Virgin Media said collective selling of live rights by the Premier League and a limit of 41 percent of games broadcast -- a lower proportion than in some other leading European leagues -- is increasing prices for TV packages with premium sports channels, Ofcom said in a statement today.

“This case is at an early stage and Ofcom has not reached a view as to whether there is sufficient evidence of an infringement of competition law for it to issue a statement of objections,” the agency said.

British Sky Broadcasting Group Plc, the U.K.’s biggest pay-TV company, and BT Group Plc, the country’s former phone monopoly, together paid a record 3 billion pounds ($4.7 billion) to win the bidding to show Premier League matches in June 2012. BT and BSkyB, which increased spending on the soccer rights by 40 percent, rely on exclusive sports broadcasts to retain and win subscribers.

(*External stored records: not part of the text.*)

use crate::{
    api::validation::FuncionarioInput,
    config::Config,
    error::{AppError, Failure, Operation},
    model::funcionario::{Funcionario, FuncionarioResumo},
    store::FuncionarioStore,
};
use actix_web::{HttpResponse, web};
use serde::{Deserialize, Serialize};
use serde_json::Value;
use tracing::{info, instrument, warn};
use utoipa::ToSchema;

/// Accepted request body. Keys outside this set are ignored.
#[derive(Deserialize, Serialize, ToSchema)]
pub struct FuncionarioPayload {
    #[schema(example = "Ana Silva", max_length = 255)]
    pub nome: String,
    #[schema(example = 3500.00, minimum = 0.0, maximum = 9999999.99)]
    pub salario: f64,
    #[schema(example = "ana@ex.com", format = "email")]
    pub email: String,
}

/// Update body: every field is optional, absent keys leave the column untouched.
#[derive(Deserialize, Serialize, ToSchema)]
pub struct FuncionarioUpdatePayload {
    #[schema(example = "Ana Silva", max_length = 255, nullable = false)]
    pub nome: Option<String>,
    #[schema(example = 4000.00, minimum = 0.0, maximum = 9999999.99, nullable = false)]
    pub salario: Option<f64>,
    #[schema(example = "ana@ex.com", format = "email", nullable = false)]
    pub email: Option<String>,
}

#[derive(Serialize, ToSchema)]
pub struct FuncionarioListResponse {
    #[schema(example = true)]
    pub success: bool,
    pub data: Vec<FuncionarioResumo>,
    #[schema(example = 1)]
    pub count: usize,
}

#[derive(Serialize, ToSchema)]
pub struct FuncionarioResponse {
    #[schema(example = true)]
    pub success: bool,
    #[serde(skip_serializing_if = "Option::is_none")]
    #[schema(example = "Funcionário criado com sucesso")]
    pub message: Option<&'static str>,
    pub data: Funcionario,
}

#[derive(Serialize, ToSchema)]
pub struct MessageResponse {
    #[schema(example = true)]
    pub success: bool,
    #[schema(example = "Funcionário deletado com sucesso")]
    pub message: &'static str,
}

/// List Funcionarios
#[utoipa::path(
    get,
    path = "/api/funcionarios",
    responses(
        (status = 200, description = "All funcionarios, newest first", body = FuncionarioListResponse),
        (status = 500, description = "Internal server error", body = InternalErrorResponse)
    ),
    tag = "Funcionario"
)]
pub async fn list_funcionarios(
    store: web::Data<dyn FuncionarioStore>,
    config: web::Data<Config>,
) -> Result<HttpResponse, AppError> {
    let failure = Failure::new(Operation::List, &config);

    let data = store.list().await.map_err(|e| failure.store(e))?;

    Ok(HttpResponse::Ok().json(FuncionarioListResponse {
        success: true,
        count: data.len(),
        data,
    }))
}

/// Create Funcionario
#[utoipa::path(
    post,
    path = "/api/funcionarios",
    request_body = FuncionarioPayload,
    responses(
        (status = 201, description = "Funcionario created", body = FuncionarioResponse),
        (status = 400, description = "Body is not valid JSON", body = FailureResponse),
        (status = 422, description = "Invalid input", body = ValidationErrorResponse),
        (status = 500, description = "Internal server error", body = InternalErrorResponse)
    ),
    tag = "Funcionario"
)]
#[instrument(name = "create_funcionario", skip_all)]
pub async fn create_funcionario(
    store: web::Data<dyn FuncionarioStore>,
    config: web::Data<Config>,
    body: web::Json<Value>,
) -> Result<HttpResponse, AppError> {
    let failure = Failure::new(Operation::Create, &config);

    let mut input = FuncionarioInput::for_create(&body);
    if let Some(email) = input.email.as_deref() {
        if store
            .email_taken(email, None)
            .await
            .map_err(|e| failure.store(e))?
        {
            input.reject_taken_email();
        }
    }

    let novo = input.into_novo().map_err(|errors| {
        warn!(?errors, "Validation failed");
        AppError::from(errors)
    })?;

    let funcionario = store.insert(novo).await.map_err(|e| failure.store(e))?;
    info!(id = funcionario.id, "Funcionario created");

    Ok(HttpResponse::Created().json(FuncionarioResponse {
        success: true,
        message: Some("Funcionário criado com sucesso"),
        data: funcionario,
    }))
}

/// Get Funcionario by ID
#[utoipa::path(
    get,
    path = "/api/funcionarios/{id}",
    params(
        ("id", Path, description = "Funcionario ID")
    ),
    responses(
        (status = 200, description = "Funcionario found", body = FuncionarioResponse),
        (status = 404, description = "Funcionario not found", body = FailureResponse),
        (status = 500, description = "Internal server error", body = InternalErrorResponse)
    ),
    tag = "Funcionario"
)]
pub async fn get_funcionario(
    store: web::Data<dyn FuncionarioStore>,
    config: web::Data<Config>,
    path: web::Path<u64>,
) -> Result<HttpResponse, AppError> {
    let id = path.into_inner();
    let failure = Failure::new(Operation::Show, &config);

    let funcionario = store
        .find(id)
        .await
        .map_err(|e| failure.store(e))?
        .ok_or(AppError::NotFound)?;

    Ok(HttpResponse::Ok().json(FuncionarioResponse {
        success: true,
        message: None,
        data: funcionario,
    }))
}

/// Update Funcionario
#[utoipa::path(
    put,
    path = "/api/funcionarios/{id}",
    params(
        ("id", Path, description = "Funcionario ID")
    ),
    request_body(content = FuncionarioUpdatePayload, description = "Any subset of the fields"),
    responses(
        (status = 200, description = "Funcionario updated", body = FuncionarioResponse),
        (status = 400, description = "Body is not valid JSON", body = FailureResponse),
        (status = 404, description = "Funcionario not found", body = FailureResponse),
        (status = 422, description = "Invalid input", body = ValidationErrorResponse),
        (status = 500, description = "Internal server error", body = InternalErrorResponse)
    ),
    tag = "Funcionario"
)]
#[instrument(name = "update_funcionario", skip(store, config, body), fields(id = *path))]
pub async fn update_funcionario(
    store: web::Data<dyn FuncionarioStore>,
    config: web::Data<Config>,
    path: web::Path<u64>,
    body: web::Json<Value>,
) -> Result<HttpResponse, AppError> {
    let id = path.into_inner();
    let failure = Failure::new(Operation::Update, &config);

    if store.find(id).await.map_err(|e| failure.store(e))?.is_none() {
        return Err(AppError::NotFound);
    }

    let mut input = FuncionarioInput::for_update(&body);
    if let Some(email) = input.email.as_deref() {
        if store
            .email_taken(email, Some(id))
            .await
            .map_err(|e| failure.store(e))?
        {
            input.reject_taken_email();
        }
    }

    let changes = input.into_changes().map_err(|errors| {
        warn!(?errors, "Validation failed");
        AppError::from(errors)
    })?;

    // None here means the row was deleted after the lookup above.
    let funcionario = store
        .update(id, changes)
        .await
        .map_err(|e| failure.store(e))?
        .ok_or(AppError::NotFound)?;
    info!("Funcionario updated");

    Ok(HttpResponse::Ok().json(FuncionarioResponse {
        success: true,
        message: Some("Funcionário atualizado com sucesso"),
        data: funcionario,
    }))
}

/// Delete Funcionario
#[utoipa::path(
    delete,
    path = "/api/funcionarios/{id}",
    params(
        ("id", Path, description = "Funcionario ID")
    ),
    responses(
        (status = 200, description = "Funcionario deleted", body = MessageResponse),
        (status = 404, description = "Funcionario not found", body = FailureResponse),
        (status = 500, description = "Internal server error", body = InternalErrorResponse)
    ),
    tag = "Funcionario"
)]
#[instrument(name = "delete_funcionario", skip(store, config), fields(id = *path))]
pub async fn delete_funcionario(
    store: web::Data<dyn FuncionarioStore>,
    config: web::Data<Config>,
    path: web::Path<u64>,
) -> Result<HttpResponse, AppError> {
    let id = path.into_inner();
    let failure = Failure::new(Operation::Delete, &config);

    if !store.delete(id).await.map_err(|e| failure.store(e))? {
        return Err(AppError::NotFound);
    }
    info!("Funcionario deleted");

    Ok(HttpResponse::Ok().json(MessageResponse {
        success: true,
        message: "Funcionário deletado com sucesso",
    }))
}
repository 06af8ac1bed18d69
pub mod funcionario;
pub mod validation;
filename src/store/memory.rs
//! In-memory store used by the handler tests. Mirrors the MySQL unique
//! constraint on `email` and the listing order.

use std::sync::Mutex;
use std::sync::atomic::{AtomicBool, AtomicU64, Ordering};

use async_trait::async_trait;
use chrono::Utc;

use super::{FuncionarioStore, StoreError, StoreResult};
use crate::model::funcionario::{
    Funcionario, FuncionarioChanges, FuncionarioResumo, NovoFuncionario,
};

#[derive(Default)]
pub struct MemoryFuncionarioStore {
    rows: Mutex<Vec<Funcionario>>,
    next_id: AtomicU64,
    failure: Mutex<Option<String>>,
    blind_precheck: AtomicBool,
}

impl MemoryFuncionarioStore {
    pub fn new() -> Self {
        Self::default()
    }

    /// Every following call fails with a database error carrying `message`.
    pub fn fail_with(&self, message: &str) {
        *self.failure.lock().unwrap() = Some(message.to_string());
    }

    /// Makes `email_taken` always answer `false`, as if a concurrent writer
    /// inserted the same email between the check and the write.
    pub fn blind_precheck(&self) {
        self.blind_precheck.store(true, Ordering::SeqCst);
    }

    pub fn len(&self) -> usize {
        self.rows.lock().unwrap().len()
    }

    pub fn count_email(&self, email: &str) -> usize {
        self.rows
            .lock()
            .unwrap()
            .iter()
            .filter(|f| f.email == email)
            .count()
    }

    fn check_failure(&self) -> StoreResult<()> {
        match self.failure.lock().unwrap().as_ref() {
            Some(message) => Err(StoreError::Database(message.clone())),
            None => Ok(()),
        }
    }
}

#[async_trait]
impl FuncionarioStore for MemoryFuncionarioStore {
    async fn list(&self) -> StoreResult<Vec<FuncionarioResumo>> {
        self.check_failure()?;

        let mut rows = self.rows.lock().unwrap().clone();
        rows.sort_by(|a, b| b.created_at.cmp(&a.created_at).then(b.id.cmp(&a.id)));

        Ok(rows.into_iter().map(FuncionarioResumo::from).collect())
    }

    async fn find(&self, id: u64) -> StoreResult<Option<Funcionario>> {
        self.check_failure()?;

        Ok(self.rows.lock().unwrap().iter().find(|f| f.id == id).cloned())
    }

    async fn email_taken(&self, email: &str, except_id: Option<u64>) -> StoreResult<bool> {
        self.check_failure()?;

        if self.blind_precheck.load(Ordering::SeqCst) {
            return Ok(false);
        }

        Ok(self
            .rows
            .lock()
            .unwrap()
            .iter()
            .any(|f| f.email == email && Some(f.id) != except_id))
    }

    async fn insert(&self, novo: NovoFuncionario) -> StoreResult<Funcionario> {
        self.check_failure()?;

        let mut rows = self.rows.lock().unwrap();
        if rows.iter().any(|f| f.email == novo.email) {
            return Err(StoreError::DuplicateEmail);
        }

        let now = Utc::now();
        let mut salario = novo.salario;
        salario.rescale(2);

        let funcionario = Funcionario {
            id: self.next_id.fetch_add(1, Ordering::SeqCst) + 1,
            nome: novo.nome,
            salario,
            email: novo.email,
            created_at: now,
            updated_at: now,
        };
        rows.push(funcionario.clone());

        Ok(funcionario)
    }

    async fn update(
        &self,
        id: u64,
        changes: FuncionarioChanges,
    ) -> StoreResult<Option<Funcionario>> {
        self.check_failure()?;

        let mut rows = self.rows.lock().unwrap();
        if let Some(email) = &changes.email {
            if rows.iter().any(|f| &f.email == email && f.id != id) {
                return Err(StoreError::DuplicateEmail);
            }
        }

        let Some(row) = rows.iter_mut().find(|f| f.id == id) else {
            return Ok(None);
        };

        if changes.is_empty() {
            return Ok(Some(row.clone()));
        }
        if let Some(nome) = changes.nome {
            row.nome = nome;
        }
        if let Some(mut salario) = changes.salario {
            salario.rescale(2);
            row.salario = salario;
        }
        if let Some(email) = changes.email {
            row.email = email;
        }
        row.updated_at = Utc::now();

        Ok(Some(row.clone()))
    }

    async fn delete(&self, id: u64) -> StoreResult<bool> {
        self.check_failure()?;

        let mut rows = self.rows.lock().unwrap();
        let before = rows.len();
        rows.retain(|f| f.id != id);

        Ok(rows.len() < before)
    }
}
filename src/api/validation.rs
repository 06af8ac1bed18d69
//! Field rules for funcionário payloads.
//!
//! Each field reports only its first failing rule. String inputs are trimmed
//! first and an empty string counts as missing.

use std::collections::BTreeMap;
use std::str::FromStr;

use rust_decimal::{Decimal, RoundingStrategy};
use serde_json::{Map, Value};
use validator::ValidateEmail;

use crate::model::funcionario::{FuncionarioChanges, NovoFuncionario};

pub const NOME_MAX_CHARS: usize = 255;

/// 9 999 999.99, the largest value a `DECIMAL(9,2)` column holds.
pub const SALARIO_MAX: Decimal = Decimal::from_parts(999_999_999, 0, 0, false, 2);

pub const MSG_NOME_REQUIRED: &str = "O campo nome é obrigatório.";
pub const MSG_NOME_STRING: &str = "O campo nome deve ser um texto.";
pub const MSG_NOME_MAX: &str = "O campo nome não pode ter mais de 255 caracteres.";
pub const MSG_SALARIO_REQUIRED: &str = "O campo salário é obrigatório.";
pub const MSG_SALARIO_NUMERIC: &str = "O salário deve ser um valor numérico.";
pub const MSG_SALARIO_MIN: &str = "O salário não pode ser negativo.";
pub const MSG_SALARIO_MAX: &str = "O salário não pode ser maior que 9999999.99.";
pub const MSG_EMAIL_REQUIRED: &str = "O campo email é obrigatório.";
pub const MSG_EMAIL_INVALID: &str = "Informe um email válido.";
pub const MSG_EMAIL_TAKEN: &str = "Este email já está cadastrado.";

/// Field name to the messages of the rules it failed.
pub type FieldErrors = BTreeMap<&'static str, Vec<&'static str>>;

#[derive(Debug, Clone, Copy, PartialEq, Eq)]
enum Presence {
    /// Missing keys fail the `required` rule.
    Required,
    /// Missing keys are skipped; present keys get the full rule set.
    WhenPresent,
}

enum Field<'a> {
    Absent,
    Blank,
    Given(&'a Value),
}

/// Validated (or partially rejected) funcionário input.
#[derive(Debug, Default)]
pub struct FuncionarioInput {
    pub nome: Option<String>,
    pub salario: Option<Decimal>,
    pub email: Option<String>,
    errors: FieldErrors,
}

impl FuncionarioInput {
    /// Every field is required.
    pub fn for_create(payload: &Value) -> Self {
        Self::parse(payload, Presence::Required)
    }

    /// Only the fields present in the payload are validated.
    pub fn for_update(payload: &Value) -> Self {
        Self::parse(payload, Presence::WhenPresent)
    }

    fn parse(payload: &Value, presence: Presence) -> Self {
        // Anything that is not a JSON object carries no fields.
        let obj = payload.as_object();
        let mut input = Self::default();

        match nome(field(obj, "nome"), presence) {
            Ok(v) => input.nome = v,
            Err(msg) => input.reject("nome", msg),
        }
        match salario(field(obj, "salario"), presence) {
            Ok(v) => input.salario = v,
            Err(msg) => input.reject("salario", msg),
        }
        match email(field(obj, "email"), presence) {
            Ok(v) => input.email = v,
            Err(msg) => input.reject("email", msg),
        }

        input
    }

    /// Records that the email belongs to another record.
    pub fn reject_taken_email(&mut self) {
        self.email = None;
        self.reject("email", MSG_EMAIL_TAKEN);
    }

    pub fn into_novo(self) -> Result<NovoFuncionario, FieldErrors> {
        if !self.errors.is_empty() {
            return Err(self.errors);
        }

        match (self.nome, self.salario, self.email) {
            (Some(nome), Some(salario), Some(email)) => Ok(NovoFuncionario {
                nome,
                salario,
                email,
            }),
            _ => Err(self.errors),
        }
    }

    pub fn into_changes(self) -> Result<FuncionarioChanges, FieldErrors> {
        if !self.errors.is_empty() {
            return Err(self.errors);
        }

        Ok(FuncionarioChanges {
            nome: self.nome,
            salario: self.salario,
            email: self.email,
        })
    }

    fn reject(&mut self, field: &'static str, message: &'static str) {
        self.errors.entry(field).or_default().push(message);
    }
}

fn field<'a>(obj: Option<&'a Map<String, Value>>, key: &str) -> Field<'a> {
    match obj.and_then(|o| o.get(key)) {
        None => Field::Absent,
        Some(Value::Null) => Field::Blank,
        Some(Value::String(s)) if s.trim().is_empty() => Field::Blank,
        Some(Value::Array(a)) if a.is_empty() => Field::Blank,
        Some(v) => Field::Given(v),
    }
}

fn nome(field: Field<'_>, presence: Presence) -> Result<Option<String>, &'static str> {
    let value = match field {
        Field::Absent if presence == Presence::WhenPresent => return Ok(None),
        Field::Absent | Field::Blank => return Err(MSG_NOME_REQUIRED),
        Field::Given(v) => v,
    };

    let text = value.as_str().ok_or(MSG_NOME_STRING)?.trim();
    if text.chars().count() > NOME_MAX_CHARS {
        return Err(MSG_NOME_MAX);
    }

    Ok(Some(text.to_string()))
}

fn salario(field: Field<'_>, presence: Presence) -> Result<Option<Decimal>, &'static str> {
    let value = match field {
        Field::Absent if presence == Presence::WhenPresent => return Ok(None),
        Field::Absent | Field::Blank => return Err(MSG_SALARIO_REQUIRED),
        Field::Given(v) => v,
    };

    let raw = match value {
        Value::Number(n) => n.to_string(),
        Value::String(s) => s.trim().to_string(),
        _ => return Err(MSG_SALARIO_NUMERIC),
    };

    let amount = match parse_decimal(&raw) {
        Some(d) => d,
        None => {
            // Numeric but beyond what Decimal holds: either huge or below one cent
            return match raw.parse::<f64>() {
                Ok(f) if f.is_finite() && f < 0.0 => Err(MSG_SALARIO_MIN),
                Ok(f) if f.is_finite() && f > 9_999_999.99 => Err(MSG_SALARIO_MAX),
                Ok(f) if f.is_finite() => {
                    let mut zero = Decimal::ZERO;
                    zero.rescale(2);
                    Ok(Some(zero))
                }
                _ => Err(MSG_SALARIO_NUMERIC),
            };
        }
    };

    if amount.is_sign_negative() && !amount.is_zero() {
        return Err(MSG_SALARIO_MIN);
    }
    if amount > SALARIO_MAX {
        return Err(MSG_SALARIO_MAX);
    }

    let mut amount = if amount.is_zero() {
        Decimal::ZERO
    } else {
        amount.round_dp_with_strategy(2, RoundingStrategy::MidpointAwayFromZero)
    };
    amount.rescale(2);

    Ok(Some(amount))
}

fn parse_decimal(raw: &str) -> Option<Decimal> {
    Decimal::from_str(raw)
        .or_else(|_| Decimal::from_scientific(raw))
        .ok()
}

fn email(field: Field<'_>, presence: Presence) -> Result<Option<String>, &'static str> {
    let value = match field {
        Field::Absent if presence == Presence::WhenPresent => return Ok(None),
        Field::Absent | Field::Blank => return Err(MSG_EMAIL_REQUIRED),
        Field::Given(v) => v,
    };

    let address = value.as_str().ok_or(MSG_EMAIL_INVALID)?.trim().to_string();
    if !address.validate_email() {
        return Err(MSG_EMAIL_INVALID);
    }

    Ok(Some(address))
}
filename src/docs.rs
use crate::api::funcionario::{
    FuncionarioListResponse, FuncionarioPayload, FuncionarioResponse, FuncionarioUpdatePayload,
    MessageResponse,
};
use crate::error::{FailureResponse, InternalErrorResponse, ValidationErrorResponse};
use crate::model::funcionario::{Funcionario, FuncionarioResumo};
use utoipa::OpenApi;

#[derive(OpenApi)]
#[openapi(
    info(
        title = "Funcionários API",
        version = "1.0.0",
        description = r#"
## Cadastro de Funcionários

CRUD API for employee records (`nome`, `salario`, `email`).

### 📦 Response Format
- Every response is a JSON object with a boolean `success`
- Errors always carry a `message`
- Validation errors (422) add an `errors` map of field → messages
- Internal errors (500) add an `error` field, `null` unless the server runs with `APP_DEBUG`

---
Built with **Rust**, **Actix Web**, **SQLx**, and **Utoipa**.
"#,
    ),
    paths(
        crate::api::funcionario::list_funcionarios,
        crate::api::funcionario::create_funcionario,
        crate::api::funcionario::get_funcionario,
        crate::api::funcionario::update_funcionario,
        crate::api::funcionario::delete_funcionario
    ),
    components(
        schemas(
            Funcionario,
            FuncionarioResumo,
            FuncionarioPayload,
            FuncionarioUpdatePayload,
            FuncionarioListResponse,
            FuncionarioResponse,
            MessageResponse,
            FailureResponse,
            ValidationErrorResponse,
            InternalErrorResponse
        )
    ),
    tags(
        (name = "Funcionario", description = "Funcionario management APIs"),
    )
)]
pub struct ApiDoc;

#[cfg(test)]
mod tests {
    use super::ApiDoc;
    use utoipa::OpenApi;
    use utoipa::openapi::{RefOr, Schema};

    #[test]
    fn documents_every_route() {
        let doc = ApiDoc::openapi();
        let paths = &doc.paths.paths;

        assert!(paths.contains_key("/api/funcionarios"));
        assert!(paths.contains_key("/api/funcionarios/{id}"));
        assert_eq!(paths.len(), 2);
    }

    #[test]
    fn update_body_has_no_required_fields() {
        let doc = ApiDoc::openapi();
        let schemas = doc.components.expect("components are declared").schemas;

        let required = |name: &str| match schemas.get(name) {
            Some(RefOr::T(Schema::Object(obj))) => obj.required.clone(),
            other => panic!("{name} is not an inline object schema: {other:?}"),
        };

        assert!(required("FuncionarioUpdatePayload").is_empty());
        assert_eq!(required("FuncionarioPayload").len(), 3);
    }
}
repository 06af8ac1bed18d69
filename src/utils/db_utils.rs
use chrono::{DateTime, Utc};
use rust_decimal::Decimal;
use sqlx::MySqlPool;

use crate::model::funcionario::FuncionarioChanges;

/// ===============================
/// SQL bindable value enum
/// ===============================
#[derive(Debug, PartialEq)]
pub enum SqlValue {
    String(String),
    U64(u64),
    Decimal(Decimal),
    DateTime(DateTime<Utc>),
}

/// ===============================
/// SQL update container
/// ===============================
#[derive(Debug)]
pub struct SqlUpdate {
    pub sql: String,
    pub values: Vec<SqlValue>,
}

/// Column assignments for the fields present in `changes`, in table order.
///
/// Column names come from this fixed list, never from the request payload.
pub fn funcionario_assignments(changes: FuncionarioChanges) -> Vec<(&'static str, SqlValue)> {
    let mut assignments = Vec::with_capacity(3);

    if let Some(nome) = changes.nome {
        assignments.push(("nome", SqlValue::String(nome)));
    }
    if let Some(salario) = changes.salario {
        assignments.push(("salario", SqlValue::Decimal(salario)));
    }
    if let Some(email) = changes.email {
        assignments.push(("email", SqlValue::String(email)));
    }

    assignments
}

/// ===============================
/// Build dynamic UPDATE SQL
/// ===============================
///
/// Returns `None` when there is nothing to assign.
pub fn build_update_sql(
    table: &str,
    assignments: Vec<(&'static str, SqlValue)>,
    id_column: &str,
    id_value: u64,
) -> Option<SqlUpdate> {
    if assignments.is_empty() {
        return None;
    }

    let set_clause = assignments
        .iter()
        .map(|(column, _)| format!("{} = ?", column))
        .collect::<Vec<_>>()
        .join(", ");

    let sql = format!("UPDATE {} SET {} WHERE {} = ?", table, set_clause, id_column);

    let mut values: Vec<SqlValue> = assignments.into_iter().map(|(_, v)| v).collect();

    // WHERE id = ?
    values.push(SqlValue::U64(id_value));

    Some(SqlUpdate { sql, values })
}

/// ===============================
/// Execute the update
/// ===============================
pub async fn execute_update(pool: &MySqlPool, update: SqlUpdate) -> Result<u64, sqlx::Error> {
    let mut query = sqlx::query(&update.sql);

    for value in update.values {
        query = match value {
            SqlValue::String(v) => query.bind(v),
            SqlValue::U64(v) => query.bind(v),
            SqlValue::Decimal(v) => query.bind(v),
            SqlValue::DateTime(v) => query.bind(v),
        };
    }

    let result = query.execute(pool).await?;
    Ok(result.rows_affected())
}

#[cfg(test)]
mod tests {
    use super::*;
    use rust_decimal::Decimal;

    #[test]
    fn only_supplied_fields_are_assigned() {
        let changes = FuncionarioChanges {
            salario: Some(Decimal::new(400000, 2)),
            ..Default::default()
        };

        let update = build_update_sql("funcionarios", funcionario_assignments(changes), "id", 7)
            .expect("one field was supplied");

        assert_eq!(update.sql, "UPDATE funcionarios SET salario = ? WHERE id = ?");
        assert_eq!(
            update.values,
            vec![SqlValue::Decimal(Decimal::new(400000, 2)), SqlValue::U64(7)]
        );
    }

    #[test]
    fn assignments_keep_column_order_and_trailing_id() {
        let now = Utc::now();
        let changes = FuncionarioChanges {
            nome: Some("Ana".to_string()),
            salario: None,
            email: Some("ana@ex.com".to_string()),
        };
        let mut assignments = funcionario_assignments(changes);
        assignments.push(("updated_at", SqlValue::DateTime(now)));

        let update = build_update_sql("funcionarios", assignments, "id", 3).unwrap();

        assert_eq!(
            update.sql,
            "UPDATE funcionarios SET nome = ?, email = ?, updated_at = ? WHERE id = ?"
        );
        assert_eq!(update.values.len(), 4);
        assert_eq!(update.values[3], SqlValue::U64(3));
    }

    #[test]
    fn nothing_to_assign_builds_no_statement() {
        let assignments = funcionario_assignments(FuncionarioChanges::default());
        assert!(build_update_sql("funcionarios", assignments, "id", 1).is_none());
    }
}
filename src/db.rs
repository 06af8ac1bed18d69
use anyhow::{Context, Result};
use sqlx::MySqlPool;
use sqlx::mysql::MySqlPoolOptions;

pub async fn init_db(database_url: &str, max_connections: u32) -> Result<MySqlPool> {
    let pool = MySqlPoolOptions::new()
        .max_connections(max_connections)
        .connect(database_url)
        .await
        .context("Failed to connect to database")?;

    sqlx::migrate!("./migrations")
        .run(&pool)
        .await
        .context("Failed to run database migrations")?;

    Ok(pool)
}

“The Premier League currently sells its audio-visual rights in a way that is compatible with U.K. and EU competition law and will continue to do so,” the London-based organization said in an e-mailed statement. “We will be able to demonstrate that as part of this process.”

Virgin Media said in its September complaint that it had no interest in bidding for the rights to matches.

“The rapidly rising cost of Premier League live broadcast rights means U.K. fans pay the highest prices in Europe to watch football on TV,” Brigitte Trafford, Virgin Media’s chief corporate affairs officer, said in a statement.

Ofcom said it’s aware of the probable timing of the next TV rights auction, which is expected in 2015, and is open to talks with the Premier League about its plans.